Financial and labor drama at the Met, and its aftermath

Act I. Behind-the-scene look at the Met's financial troubles

Though revenue had grown to $324 million, the company had run an operating deficit of $2.8 million...In two to three years, [Peter Gelb] said, if nothing was done the Met could face bankruptcy.

By THE NEW YORKER
March 23, 2015

Photo: Victor J. Blue/The New York Times

Photo: Victor J. Blue/The New York Times

On February 26, 2014, Peter Gelb, the general manager of the Metropolitan Opera, entered the Met’s boardroom to address a group that included a nine-member committee of the Met orchestra, whose contracts were due to expire on July 31st. There was much to say. Seven and a half years into his tenure at the world’s largest and most complex arts organization, Gelb could point to an impressive record of achievement: High-definition theatrical broadcasts of Met productions in cities around the world had brought grand opera to an audience of millions and opened a new revenue stream—$32.1 million in the most recent fiscal year. To attract new audiences, he’d brought a roster of acclaimed directors to the Met stage and introduced fifty-four new productions, averaging seven per year—a Met record.

Yet the Met’s expenses had soared. In the most recent fiscal year, 2013, they were three hundred and twenty-seven million dollars—forty-seven per cent higher than when Gelb took over. Because the box-office accounted for less than a third of revenue, the Met depended heavily on charitable contributions. Though revenue had grown by nearly fifty per cent, to three hundred and twenty-four million dollars, the company had run an operating deficit of $2.8 million.

Despite a multiyear bull market in stocks, the Met’s endowment had withered to two hundred and fifty-three million dollars, from a peak of three hundred and forty-five million in October, 2007, owing in part to annual withdrawals to fund operations. In fiscal 2013, the Met drew twenty-one million dollars from the endowment, an alarming spending rate of 8.3 per cent. In 2012, the Met had tapped the bond market to borrow a hundred million dollars. Meanwhile, attendance had fallen from ninety-two per cent of capacity, in 2007-08, to seventy-nine per cent, in the 2012-13 season.

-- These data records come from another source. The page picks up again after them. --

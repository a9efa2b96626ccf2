//! Persistence layer: worker registry and task ledger records.

pub mod libsql_backend;
pub mod migrations;
pub mod traits;

pub use libsql_backend::LibSqlStore;
pub use traits::Store;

Act II. And the drama's surprising happy ending

workers agreed to a 3.5 percent cut in wages upon ratification, and another 3.5 percent reduction six months later...management agreed not only to match the value of the labor cuts, but also to cut $11.25 million worth of other expenses

By THE NEW YORK TIMES
August 18, 2014

In the end, the Metropolitan Opera and two of its unions agreed that to avoid the calamities that have silenced swaths of the classical music world, they would have to scale back.

After months of harsh words and escalating threats of a lockout, the Met and the unions representing its orchestra and chorus looked into the abyss and reached a tentative deal early on Monday, agreeing to significant and somewhat surprising cuts.

The agreement — made after a tense all-night bargaining session — had compromises from both sides: The unions representing the orchestra and chorus recognized the financial fragility of the opera house and agreed to their first pay cut in decades, while management abandoned its toughest demands and agreed to make significant reductions of its own, with independent oversight.

By coming together to share the cuts, the Met’s management and its artists seemed intent on avoiding the kind of mismatch between expenses and revenues that eventually bankrupted its former neighbor, New York City Opera — while steering clear of the kind of destructive labor battle that silenced the Minnesota Orchestra with a vitriolic lockout that lasted 16 months.


Act III. A year later, $1 million surplus and talk of renaming after a donor

traditionalists may shudder at the idea of a new name for the opera house, known for more than a century as the Metropolitan Opera

By THE NEW YORK TIMES
September 16, 2015

Met's General Manager Peter Gelb (Photo: Sara Krulwich/The New York Times)

Met's General Manager Peter Gelb (Photo: Sara Krulwich/The New York Times)

A bigger glass lobby stretching into Lincoln Center’s plaza. Operas on Sunday. And perhaps, following the lead of its neighboring theaters recently renamed for David Geffen and David H. Koch, slapping another wealthy donor’s name on the storied Metropolitan Opera House.

These ideas, disclosed by Peter Gelb, the Met’s general manager, in an interview as he prepared to begin his 10th season at the helm of the company, suggest a renewed focus on drawing new audiences and raising desperately needed money for the opera, where attendance has struggled. If Mr. Gelb’s first decade was notable for technological innovations that broadened the Met’s reach outward — his popular “Live in HD” simulcasts of operas at cinemas reached 2.6 million people last season — much of what he would like to do in the coming seasons looks inward.

The Met has engaged Levien & Company, a project management firm that has worked on other successful theater renovations in the city, to study how it might be able to build a low glass enclosure running the width of the Met and extending 30 or 40 feet into the Lincoln Center plaza. That addition would add several thousand square feet of space that would allow the Met to redesign its box-office area, gift shop and art gallery and to possibly add a cafe.